The transition to a net-zero economy, a key Brookfield theme, also will be a priority, Madon said. This will involve doing more deals like Modulaire, whose flexible workplace solutions have “a low-carbon footprint.”

Beefing up private equity

The five-year build-out of the flagship buyout strategy is one component of a major expansion of Brookfield’s $91 billion PE platform. The goal, Madon said, is to make private equity “the same size and scale” as the firm’s most established platforms, such as infrastructure and real estate.

Another component is the launch of new strategies. Brookfield Capital Partners was recently joined by Brookfield Growth Partners, a tech-focused growth strategy led by managing partner Josh Raffaelli, and Brookfield Special Investments, a large-scale non-control strategy led by managing partner David Levenson.

A debut special investments offering is in the market, earlier this year collecting $2.4 billion against a $5 billion target, Buyouts reported. A second growth vehicle closed this month at $500 million-plus, with a third expected to roll out in 2022.

A fourth strategy, oriented to long-term deals, is now being designed, Brookfield said in its third-quarter letter to shareholders. It is not clear when fundraising will get underway.

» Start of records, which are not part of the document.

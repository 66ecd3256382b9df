//! Usage-page/usage-id handling for the supported telephony signal set
//!
//! HID identifies every control with a two-level (usage page, usage id)
//! namespace. The transport reports usages as a combined 32-bit value with
//! the page in the high half. Only a fixed, curated set of telephony and
//! LED usages is supported; everything else is ignored by the codec.

use serde::{Deserialize, Serialize};

/// Telephony usage page (headset hook switch, mute, ringer)
pub const USAGE_PAGE_TELEPHONY: u16 = 0x000B;
/// LED usage page (indicator lamps)
pub const USAGE_PAGE_LED: u16 = 0x0008;

/// Extract the usage page from a combined 32-bit usage value
pub fn usage_page(usage: u32) -> u16 {
    (usage >> 16) as u16
}

/// Extract the usage id from a combined 32-bit usage value
pub fn usage_id(usage: u32) -> u16 {
    (usage & 0xFFFF) as u16
}

/// Combine a usage page and usage id into the 32-bit wire form
pub fn combined(page: u16, id: u16) -> u32 {
    (page as u32) << 16 | id as u32
}

/// Input signals the codec decodes from device reports
#[derive(Debug, Clone, Copy, PartialEq, Eq, Hash, Serialize, Deserialize)]
#[serde(rename_all = "snake_case")]
pub enum InputSignal {
    /// TELEPHONY.HOOK_SWITCH - call accepted / call ended
    HookSwitch,
    /// TELEPHONY.PHONE_MUTE - microphone mute control
    PhoneMute,
}

impl InputSignal {
    pub const COUNT: usize = 2;
    pub const ALL: [InputSignal; Self::COUNT] = [InputSignal::HookSwitch, InputSignal::PhoneMute];

    pub fn usage_page(self) -> u16 {
        USAGE_PAGE_TELEPHONY
    }

    pub fn usage_id(self) -> u16 {
        match self {
            InputSignal::HookSwitch => 0x20,
            InputSignal::PhoneMute => 0x2F,
        }
    }

    /// Combined 32-bit usage value as it appears in descriptors
    pub fn usage(self) -> u32 {
        combined(self.usage_page(), self.usage_id())
    }

    pub fn from_usage(page: u16, id: u16) -> Option<Self> {
        match (page, id) {
            (USAGE_PAGE_TELEPHONY, 0x20) => Some(InputSignal::HookSwitch),
            (USAGE_PAGE_TELEPHONY, 0x2F) => Some(InputSignal::PhoneMute),
            _ => None,
        }
    }

    /// Signal name as string
    pub fn name(self) -> &'static str {
        match self {
            InputSignal::HookSwitch => "hook_switch",
            InputSignal::PhoneMute => "phone_mute",
        }
    }

    /// Slot in the fixed-size signal tables
    pub(crate) fn index(self) -> usize {
        match self {
            InputSignal::HookSwitch => 0,
            InputSignal::PhoneMute => 1,
        }
    }
}

/// Output signals the codec encodes into device reports
#[derive(Debug, Clone, Copy, PartialEq, Eq, Hash, Serialize, Deserialize)]
#[serde(rename_all = "snake_case")]
pub enum OutputSignal {
    /// LED.OFF_HOOK - active call indicator
    OffHookLed,
    /// LED.RING - incoming call indicator
    RingLed,
    /// LED.MUTE - microphone muted indicator
    MuteLed,
    /// TELEPHONY.RINGER - ringer enable
    Ringer,
}

impl OutputSignal {
    pub const COUNT: usize = 4;
    pub const ALL: [OutputSignal; Self::COUNT] = [
        OutputSignal::OffHookLed,
        OutputSignal::RingLed,
        OutputSignal::MuteLed,
        OutputSignal::Ringer,
    ];

    pub fn usage_page(self) -> u16 {
        match self {
            OutputSignal::Ringer => USAGE_PAGE_TELEPHONY,
            _ => USAGE_PAGE_LED,
        }
    }

    pub fn usage_id(self) -> u16 {
        match self {
            OutputSignal::OffHookLed => 0x17,
            OutputSignal::RingLed => 0x18,
            OutputSignal::MuteLed => 0x09,
            OutputSignal::Ringer => 0x9E,
        }
    }

    /// Combined 32-bit usage value as it appears in descriptors
    pub fn usage(self) -> u32 {
        combined(self.usage_page(), self.usage_id())
    }

    pub fn from_usage(page: u16, id: u16) -> Option<Self> {
        match (page, id) {
            (USAGE_PAGE_LED, 0x17) => Some(OutputSignal::OffHookLed),
            (USAGE_PAGE_LED, 0x18) => Some(OutputSignal::RingLed),
            (USAGE_PAGE_LED, 0x09) => Some(OutputSignal::MuteLed),
            (USAGE_PAGE_TELEPHONY, 0x9E) => Some(OutputSignal::Ringer),
            _ => None,
        }
    }

    /// Signal name as string
    pub fn name(self) -> &'static str {
        match self {
            OutputSignal::OffHookLed => "off_hook_led",
            OutputSignal::RingLed => "ring_led",
            OutputSignal::MuteLed => "mute_led",
            OutputSignal::Ringer => "ringer",
        }
    }

    /// Slot in the fixed-size signal tables
    pub(crate) fn index(self) -> usize {
        match self {
            OutputSignal::OffHookLed => 0,
            OutputSignal::RingLed => 1,
            OutputSignal::MuteLed => 2,
            OutputSignal::Ringer => 3,
        }
    }
}

fn page_name(page: u16) -> &'static str {
    match page {
        USAGE_PAGE_TELEPHONY => "TELEPHONY",
        USAGE_PAGE_LED => "LED",
        _ => "UNKNOWN",
    }
}

fn usage_name(page: u16, id: u16) -> &'static str {
    match (page, id) {
        (USAGE_PAGE_TELEPHONY, 0x20) => "HOOK_SWITCH",
        (USAGE_PAGE_TELEPHONY, 0x2F) => "PHONE_MUTE",
        (USAGE_PAGE_TELEPHONY, 0x9E) => "RINGER",
        (USAGE_PAGE_LED, 0x09) => "MUTE",
        (USAGE_PAGE_LED, 0x17) => "OFF_HOOK",
        (USAGE_PAGE_LED, 0x18) => "RING",
        _ => "UNKNOWN",
    }
}

/// Render a combined usage value for diagnostics,
/// e.g. `TELEPHONY(0x0B).HOOK_SWITCH(0x20)`
pub fn label(usage: u32) -> String {
    let page = usage_page(usage);
    let id = usage_id(usage);
    format!(
        "{}(0x{:02X}).{}(0x{:02X})",
        page_name(page),
        page,
        usage_name(page, id),
        id
    )
}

Broadening the franchise makes sense as private equity is “the highest performing” of Brookfield’s alternative assets, sources said. Over two decades and five funds, PE investments were as of September earning a gross IRR of 28 percent, the firm reported.

Madon oversees a global investment team of about 150, three times the number in 2016. Along with Brookfield’s Toronto headquarters, professionals operate from nine offices, including London, Mumbai, New York, São Paulo, Shanghai and Tokyo.